*** Block opens ***
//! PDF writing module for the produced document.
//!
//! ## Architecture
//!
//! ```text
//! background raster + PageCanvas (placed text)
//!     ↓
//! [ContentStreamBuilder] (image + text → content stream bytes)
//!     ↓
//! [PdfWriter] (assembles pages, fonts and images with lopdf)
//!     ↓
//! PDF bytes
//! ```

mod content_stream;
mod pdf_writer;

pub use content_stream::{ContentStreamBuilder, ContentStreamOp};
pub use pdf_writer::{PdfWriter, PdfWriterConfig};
*** Block closes ***
**YOUR INSTRUCTIONS**
Check each line of the listing above. Copy it if it holds the string "bytes".

**RESULT FOR THIS EXERCISE**
//! [ContentStreamBuilder] (image + text → content stream bytes)
//! PDF bytes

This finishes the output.